Matt Foster of the Department of Agriculture, Conservation and Forestry called a new task force "time consuming, inefficient and redundant," noting the 2019 task force, a recent LD 1308 report and the LSRAB have already addressed many points. Foster warned reconvening a standalone task force could cost taxpayers and drain staff time.

Landowner representatives warned reopening a settled compromise would risk removing private access to trails. Amanda Egan of Maine Woodland Owners and Krista West of the Maine Forest Products Council urged the committee to vote "ought not to pass," arguing the 2,000-pound weight and 65-inch width limits were hard-won and that the central problem is lack of enforcement.

"Until the department has the resources it needs to adequately enforce rules and ensure those who disregard them are held accountable, we cannot support a process that invites even larger vehicles onto private land," Egan said.

Large corporate landowners and timber companies echoed those concerns in testimony, and multiple witnesses asked the committee to prioritize enforcement measures — including better registration checks at the town-clerk and dealer level, improved data in the state's licensing system, and adequate funding for warden staffing — before considering statutory changes.

Several neutral or mixed witnesses, including club trail masters and the Maine Snowmobile Association, urged continuing discussion but recommended strengthening and resourcing LSRAB rather than creating a one-off task force. Club leaders also pressed for inclusion of club members, wardens and dealers in any advisory or stakeholder body.
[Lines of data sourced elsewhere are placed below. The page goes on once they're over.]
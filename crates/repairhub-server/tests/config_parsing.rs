use std::{env, fs};

use repairhub_server::config::loader::load_config;

// Single test: the checks below mutate process environment variables.
#[test]
fn config_parsing_and_env_overrides_and_validation() {
    let dir = tempfile::tempdir().expect("tmp dir");
    let path = dir.path().join("repairhub.toml");

    let toml_content = r#"
[server]
host = "127.0.0.1"
port = 8081

[upstream]
base_url = "http://api.internal:3000"
timeout_secs = 5

[graphql]
max_depth = 8
introspection = false
playground = false

[cors]
allowed_origins = ["https://admin.example.com"]

[logging]
level = "debug"
"#;
    fs::write(&path, toml_content).expect("write toml");

    // 1) Valid config parses, unspecified keys keep defaults
    let cfg = load_config(path.to_str()).expect("should parse config");
    assert_eq!(cfg.server.port, 8081);
    assert_eq!(cfg.upstream.base_url, "http://api.internal:3000");
    assert_eq!(cfg.upstream.timeout_secs, 5);
    assert_eq!(cfg.graphql.max_depth, 8);
    assert_eq!(cfg.graphql.max_complexity, 500);
    assert!(!cfg.graphql.introspection);
    assert!(!cfg.graphql.playground);
    assert_eq!(cfg.cors.allowed_origins, vec!["https://admin.example.com"]);
    assert_eq!(cfg.logging.level.to_ascii_lowercase(), "debug");

    // 2) Env override should win over file
    unsafe {
        env::set_var("REPAIRHUB__SERVER__PORT", "9090");
        env::set_var("REPAIRHUB__UPSTREAM__TIMEOUT_SECS", "30");
    }
    let cfg_env = load_config(path.to_str()).expect("should parse config with env overrides");
    assert_eq!(cfg_env.server.port, 9090);
    assert_eq!(cfg_env.upstream.timeout_secs, 30);
    unsafe {
        env::remove_var("REPAIRHUB__SERVER__PORT");
        env::remove_var("REPAIRHUB__UPSTREAM__TIMEOUT_SECS");
    }

    // 3) Legacy upstream variable replaces the configured base URL
    unsafe {
        env::set_var("NEST_API_URL", "http://nest:4000");
    }
    let cfg_legacy = load_config(path.to_str()).expect("should parse config with legacy url");
    assert_eq!(cfg_legacy.upstream.base_url, "http://nest:4000");
    unsafe {
        env::remove_var("NEST_API_URL");
    }

    // 4) Missing file falls back to defaults
    let missing = dir.path().join("missing.toml");
    let cfg_default = load_config(missing.to_str()).expect("defaults should be valid");
    assert_eq!(cfg_default.server.port, 8000);
    assert_eq!(cfg_default.upstream.base_url, "http://localhost:3000");
    assert_eq!(cfg_default.upstream.timeout_secs, 10);

    // 5) Invalid upstream URL should error
    let invalid_path = dir.path().join("invalid.toml");
    let invalid_toml = r#"
[upstream]
base_url = "ftp://files.example.com"
"#;
    fs::write(&invalid_path, invalid_toml).expect("write invalid toml");
    let err = load_config(invalid_path.to_str()).expect_err("expected validation error");
    assert!(err.contains("upstream.base_url"));

    // 6) Zero timeout should error
    let zero_timeout_path = dir.path().join("zero.toml");
    fs::write(&zero_timeout_path, "[upstream]\ntimeout_secs = 0\n").expect("write toml");
    let err = load_config(zero_timeout_path.to_str()).expect_err("expected validation error");
    assert!(err.contains("timeout_secs"));
}
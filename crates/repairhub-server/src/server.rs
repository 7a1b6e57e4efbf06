use std::net::SocketAddr;

use axum::{
    Router,
    http::{HeaderValue, Method, header},
    routing::get,
};
use repairhub_graphql::{
    GRAPHQL_PATH, GraphQLState, UpstreamClient, UpstreamError, build_schema, graphql_handler,
    graphql_handler_get,
};
use tower_http::{
    cors::{AllowOrigin, CorsLayer},
    trace::TraceLayer,
};

use crate::{config::AppConfig, handlers};

pub struct GatewayServer {
    addr: SocketAddr,
    app: Router,
}

/// Assembles the gateway router: GraphQL endpoint, health check, CORS and
/// request tracing.
pub fn build_app(cfg: &AppConfig) -> Result<Router, UpstreamError> {
    let client = UpstreamClient::new(&cfg.upstream)?;
    let schema = build_schema(client, &cfg.graphql);
    let state = GraphQLState {
        schema,
        playground: cfg.graphql.playground,
    };

    tracing::info!(
        upstream = %cfg.upstream.base_url,
        timeout_secs = cfg.upstream.timeout_secs,
        introspection = cfg.graphql.introspection,
        playground = cfg.graphql.playground,
        "GraphQL schema built"
    );

    let app = Router::new()
        .route(
            GRAPHQL_PATH,
            get(graphql_handler_get).post(graphql_handler),
        )
        .with_state(state)
        .route("/healthz", get(handlers::healthz))
        // Middleware stack (order: cors -> trace)
        .layer(cors_layer(&cfg.cors.allowed_origins))
        .layer(
            TraceLayer::new_for_http()
                .make_span_with(|req: &axum::http::Request<_>| {
                    use tracing::field::Empty;
                    let req_id = req
                        .headers()
                        .get("x-request-id")
                        .and_then(|v| v.to_str().ok())
                        .unwrap_or("")
                        .to_string();
                    tracing::info_span!(
                        "http.request",
                        http.method = %req.method(),
                        http.target = %req.uri(),
                        http.status_code = Empty,
                        request_id = %req_id
                    )
                })
                .on_response(
                    |res: &axum::http::Response<_>,
                     latency: std::time::Duration,
                     span: &tracing::Span| {
                        span.record(
                            "http.status_code",
                            tracing::field::display(res.status().as_u16()),
                        );
                        tracing::info!(
                            http.status = %res.status().as_u16(),
                            elapsed_ms = %latency.as_millis(),
                            "request handled"
                        );
                    },
                ),
        );

    Ok(app)
}

/// Credentialed CORS restricted to the configured origins.
fn cors_layer(origins: &[String]) -> CorsLayer {
    let origins: Vec<HeaderValue> = origins
        .iter()
        .filter_map(|o| match HeaderValue::from_str(o) {
            Ok(v) => Some(v),
            Err(_) => {
                tracing::warn!(origin = %o, "Ignoring invalid CORS origin");
                None
            }
        })
        .collect();

    CorsLayer::new()
        .allow_origin(AllowOrigin::list(origins))
        .allow_credentials(true)
        .allow_methods([Method::GET, Method::POST, Method::OPTIONS])
        .allow_headers([header::AUTHORIZATION, header::CONTENT_TYPE])
}

pub struct ServerBuilder {
    addr: SocketAddr,
    config: AppConfig,
}

impl Default for ServerBuilder {
    fn default() -> Self {
        Self::new()
    }
}

impl ServerBuilder {
    pub fn new() -> Self {
        let cfg = AppConfig::default();
        Self {
            addr: cfg.addr(),
            config: cfg,
        }
    }

    pub fn with_config(mut self, cfg: AppConfig) -> Self {
        self.addr = cfg.addr();
        self.config = cfg;
        self
    }

    pub fn build(self) -> Result<GatewayServer, UpstreamError> {
        let app = build_app(&self.config)?;

        Ok(GatewayServer {
            addr: self.addr,
            app,
        })
    }
}

impl GatewayServer {
    pub async fn run(self) -> std::io::Result<()> {
        let listener = tokio::net::TcpListener::bind(self.addr).await?;
        tracing::info!("listening on {}", self.addr);
        axum::serve(listener, self.app)
            .with_graceful_shutdown(shutdown_signal())
            .await
    }
}

async fn shutdown_signal() {
    // Wait for Ctrl+C
    let _ = tokio::signal::ctrl_c().await;
    tracing::info!("shutdown signal received");
}

#[cfg(test)]
mod tests {
    use super::*;

    #[test]
    fn test_build_app_with_defaults() {
        assert!(build_app(&AppConfig::default()).is_ok());
    }

    #[test]
    fn test_builder_uses_config_addr() {
        let mut cfg = AppConfig::default();
        cfg.server.host = "127.0.0.1".into();
        cfg.server.port = 9100;
        let server = ServerBuilder::new().with_config(cfg).build().unwrap();
        assert_eq!(server.addr.to_string(), "127.0.0.1:9100");
    }
}
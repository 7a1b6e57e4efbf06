//! GraphQL execution context.
//!
//! Per-request state handed to resolvers through async-graphql's context
//! data. Shared dependencies (the upstream client) live on the schema
//! instead; this struct only carries what differs between requests.
//!
//! # Example
//!
//! ```ignore
//! use repairhub_graphql::GraphQLContext;
//!
//! let context = GraphQLContext::new(extract_bearer(&headers), "req-123");
//! let request = async_graphql::Request::new(query).data(context);
//! ```

use async_graphql::Context;

/// Request id used when the caller did not send one.
pub const UNKNOWN_REQUEST_ID: &str = "unknown";

/// Per-request GraphQL context.
#[derive(Debug, Clone)]
pub struct GraphQLContext {
    /// Normalized bearer credential of the caller (`None` when unauthenticated).
    pub credential: Option<String>,

    /// Request ID attached to every upstream call span.
    pub request_id: String,
}

impl GraphQLContext {
    #[must_use]
    pub fn new(credential: Option<String>, request_id: impl Into<String>) -> Self {
        Self {
            credential,
            request_id: request_id.into(),
        }
    }

    /// Reads the caller's credential from resolver context.
    ///
    /// A missing context entry is treated like a missing credential.
    #[must_use]
    pub fn credential_of(ctx: &Context<'_>) -> Option<String> {
        ctx.data_opt::<GraphQLContext>()
            .and_then(|gql_ctx| gql_ctx.credential.clone())
    }

    /// Reads the request id from resolver context.
    #[must_use]
    pub fn request_id_of<'a>(ctx: &'a Context<'_>) -> &'a str {
        ctx.data_opt::<GraphQLContext>()
            .map_or(UNKNOWN_REQUEST_ID, |gql_ctx| gql_ctx.request_id.as_str())
    }
}
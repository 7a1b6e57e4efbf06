// Tracing initialization with a configurable and reloadable log level.
use std::sync::OnceLock;
use tracing_subscriber::{EnvFilter, fmt, prelude::*, reload};

static LOG_RELOAD_HANDLE: OnceLock<reload::Handle<EnvFilter, tracing_subscriber::Registry>> =
    OnceLock::new();

pub fn init_tracing() {
    init_tracing_with_level("info");
}

pub fn init_tracing_with_level(level: &str) {
    // Prefer RUST_LOG from env, otherwise use provided level string.
    let base_filter = std::env::var("RUST_LOG")
        .ok()
        .and_then(|_| EnvFilter::try_from_default_env().ok())
        .unwrap_or_else(|| EnvFilter::new(level));

    let (reload_layer, handle) = reload::Layer::new(base_filter);
    let _ = LOG_RELOAD_HANDLE.set(handle);

    let _ = tracing_subscriber::registry()
        .with(reload_layer)
        .with(fmt::layer())
        .try_init();
}

/// Apply the configured logging level once config is loaded.
///
/// `RUST_LOG` keeps precedence when set.
pub fn apply_logging_level(level: &str) {
    if std::env::var_os("RUST_LOG").is_some() {
        return;
    }
    if let Some(handle) = LOG_RELOAD_HANDLE.get() {
        let _ = handle.modify(|f| {
            *f = EnvFilter::new(level);
        });
    }
}
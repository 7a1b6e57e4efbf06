//! Schema assembly.
//!
//! Combines the query and mutation roots into one executable schema with the
//! upstream client attached as schema data.

use async_graphql::{EmptySubscription, Schema};

use crate::config::GraphQLConfig;
use crate::resolvers::{MutationRoot, QueryRoot};
use crate::upstream::UpstreamClient;

/// The executable gateway schema.
pub type GatewaySchema = Schema<QueryRoot, MutationRoot, EmptySubscription>;

/// Builds the gateway schema.
#[must_use]
pub fn build_schema(client: UpstreamClient, config: &GraphQLConfig) -> GatewaySchema {
    let mut builder = Schema::build(QueryRoot, MutationRoot, EmptySubscription)
        .data(client)
        .limit_depth(config.max_depth)
        .limit_complexity(config.max_complexity);

    if !config.introspection {
        builder = builder.disable_introspection();
    }

    builder.finish()
}

#[cfg(test)]
mod tests {
    use super::*;
    use crate::config::UpstreamConfig;

    fn schema(config: &GraphQLConfig) -> GatewaySchema {
        let client = UpstreamClient::new(&UpstreamConfig::default()).unwrap();
        build_schema(client, config)
    }

    #[test]
    fn test_sdl_exposes_operations() {
        let sdl = schema(&GraphQLConfig::default()).sdl();
        for field in [
            "users: [User!]\n",
            "user(id: ID!): User\n",
            "spareParts: [SparePart!]\n",
            "services: [MaintenanceService!]\n",
            "repairOrders: [RepairOrder!]\n",
            "ordersOverview: OrdersOverview\n",
            "deleteUser(id: ID!): Boolean\n",
        ] {
            assert!(sdl.contains(field), "missing `{field}` in SDL:\n{sdl}");
        }
        assert!(sdl.contains("createUser("));
        assert!(sdl.contains("serviceName: String"));
        assert!(sdl.contains("type: String"));
        assert!(sdl.contains("basePrice: Float!"));
        assert!(sdl.contains("technicianId: String"));
    }

    #[tokio::test]
    async fn test_introspection_toggle() {
        let query = "{ __schema { queryType { name } } }";

        let open = schema(&GraphQLConfig::default()).execute(query).await;
        assert!(open.errors.is_empty());

        let config = GraphQLConfig {
            introspection: false,
            ..GraphQLConfig::default()
        };
        let closed = schema(&config).execute(query).await;
        let json = serde_json::to_value(&closed).unwrap();
        assert!(json["data"]["__schema"].is_null());
    }

    #[tokio::test]
    async fn test_depth_limit() {
        let config = GraphQLConfig {
            max_depth: 2,
            ..GraphQLConfig::default()
        };
        let response = schema(&config)
            .execute("{ repairOrders { details { service { id } } } }")
            .await;
        assert!(!response.errors.is_empty());
    }
}
pub mod config;
pub mod handlers;
pub mod observability;
pub mod server;

pub use config::{AppConfig, CorsConfig, LoggingConfig, ServerConfig};
pub use observability::init_tracing;
pub use server::{GatewayServer, ServerBuilder, build_app};
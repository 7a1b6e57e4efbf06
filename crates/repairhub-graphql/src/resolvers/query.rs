//! Query root.

use async_graphql::{Context, Error as GraphQLError, ErrorExtensions, ID, Object};
use tracing::{Instrument, debug};

use super::{fetch, field_span, item_path, null_on_error, upstream};
use crate::normalize;
use crate::types::{MaintenanceService, OrdersOverview, RepairOrder, SparePart, User};

/// Read operations over the upstream REST API.
#[derive(Default)]
pub struct QueryRoot;

#[Object]
impl QueryRoot {
    /// Lists all users.
    async fn users(&self, ctx: &Context<'_>) -> Option<Vec<User>> {
        let result = fetch(ctx, "/users", |raw| Ok(normalize::users(raw))).await;
        null_on_error(ctx, result)
    }

    /// Fetches one user. Returns `null` when the upstream answers 404.
    async fn user(&self, ctx: &Context<'_>, id: ID) -> Option<User> {
        let result = fetch_user(ctx, &id).await;
        null_on_error(ctx, result).flatten()
    }

    /// Lists spare parts in stock.
    async fn spare_parts(&self, ctx: &Context<'_>) -> Option<Vec<SparePart>> {
        let result = fetch(ctx, "/spare-parts", normalize::spare_parts).await;
        null_on_error(ctx, result)
    }

    /// Lists maintenance services.
    async fn services(&self, ctx: &Context<'_>) -> Option<Vec<MaintenanceService>> {
        let result = fetch(ctx, "/services", normalize::maintenance_services).await;
        null_on_error(ctx, result)
    }

    /// Lists repair orders with their line items.
    async fn repair_orders(&self, ctx: &Context<'_>) -> Option<Vec<RepairOrder>> {
        let result = fetch(ctx, "/repair-orders", normalize::repair_orders).await;
        null_on_error(ctx, result)
    }

    /// Repair order counters.
    async fn orders_overview(&self, ctx: &Context<'_>) -> Option<OrdersOverview> {
        let result = fetch(ctx, "/repair-orders/stats/overview", normalize::orders_overview).await;
        null_on_error(ctx, result)
    }
}

async fn fetch_user(ctx: &Context<'_>, id: &ID) -> Result<Option<User>, GraphQLError> {
    let (client, credential) = upstream(ctx)?;
    match client
        .get(&item_path("users", id), credential.as_deref())
        .instrument(field_span(ctx))
        .await
    {
        Ok(body) => Ok(Some(normalize::user(&body))),
        Err(e) if e.is_not_found() => {
            debug!(user_id = %id.as_str(), "User not found upstream");
            Ok(None)
        }
        Err(e) => Err(e.extend()),
    }
}
use std::env;

use repairhub_server::ServerBuilder;
use repairhub_server::config::loader::{DEFAULT_CONFIG_PATH, load_config};

/// How the configuration path was determined.
#[derive(Debug, Clone, Copy)]
enum ConfigSource {
    /// From --config CLI argument
    CliArgument,
    /// From REPAIRHUB_CONFIG environment variable
    EnvironmentVariable,
    /// Default path (repairhub.toml)
    Default,
}

impl std::fmt::Display for ConfigSource {
    fn fmt(&self, f: &mut std::fmt::Formatter<'_>) -> std::fmt::Result {
        match self {
            Self::CliArgument => write!(f, "CLI argument (--config)"),
            Self::EnvironmentVariable => write!(f, "environment variable (REPAIRHUB_CONFIG)"),
            Self::Default => write!(f, "default"),
        }
    }
}

#[tokio::main]
async fn main() {
    // Load .env file if present (before anything else)
    if let Err(e) = dotenvy::dotenv() {
        // Not an error if .env doesn't exist - it's optional
        if !matches!(e, dotenvy::Error::Io(ref io_err) if io_err.kind() == std::io::ErrorKind::NotFound)
        {
            eprintln!("Warning: Failed to load .env file: {e}");
        }
    }

    // Initialize tracing early with the default level
    repairhub_server::observability::init_tracing();

    let (config_path, source) = resolve_config_path();

    let cfg = match load_config(Some(&config_path)) {
        Ok(c) => c,
        Err(e) => {
            eprintln!("Configuration error: {e}");
            std::process::exit(2);
        }
    };

    tracing::info!(
        path = %config_path,
        source = %source,
        "Configuration loaded"
    );

    repairhub_server::observability::apply_logging_level(&cfg.logging.level);

    let server = match ServerBuilder::new().with_config(cfg).build() {
        Ok(s) => s,
        Err(e) => {
            eprintln!("Server initialization failed: {e}");
            std::process::exit(2);
        }
    };

    if let Err(err) = server.run().await {
        eprintln!("Server error: {err}");
        std::process::exit(1);
    }
}

/// Resolve the configuration file path.
///
/// Priority order:
/// 1. CLI argument: --config <path>
/// 2. Environment variable: REPAIRHUB_CONFIG
/// 3. Default: repairhub.toml
fn resolve_config_path() -> (String, ConfigSource) {
    let mut args = env::args().skip(1);
    while let Some(arg) = args.next() {
        if arg == "--config" {
            if let Some(path) = args.next() {
                return (path, ConfigSource::CliArgument);
            }
        }
    }

    if let Ok(path) = env::var("REPAIRHUB_CONFIG") {
        if !path.is_empty() {
            return (path, ConfigSource::EnvironmentVariable);
        }
    }

    (DEFAULT_CONFIG_PATH.to_string(), ConfigSource::Default)
}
Committee members asked DIFW and other agencies for additional material ahead of a work session: Rep. Dill requested a current list of advisory-board members and any proposed new appointees under LD 2221; members asked for licensing and enforcement data and for DIFW to propose MOSIS or licensing-system improvements. The hearing closed after a motion to adjourn was moved and seconded.

The committee did not take a vote on LD 350 at the hearing; members requested follow-up information and indicated a work session will consider the compiled testimony and agency materials.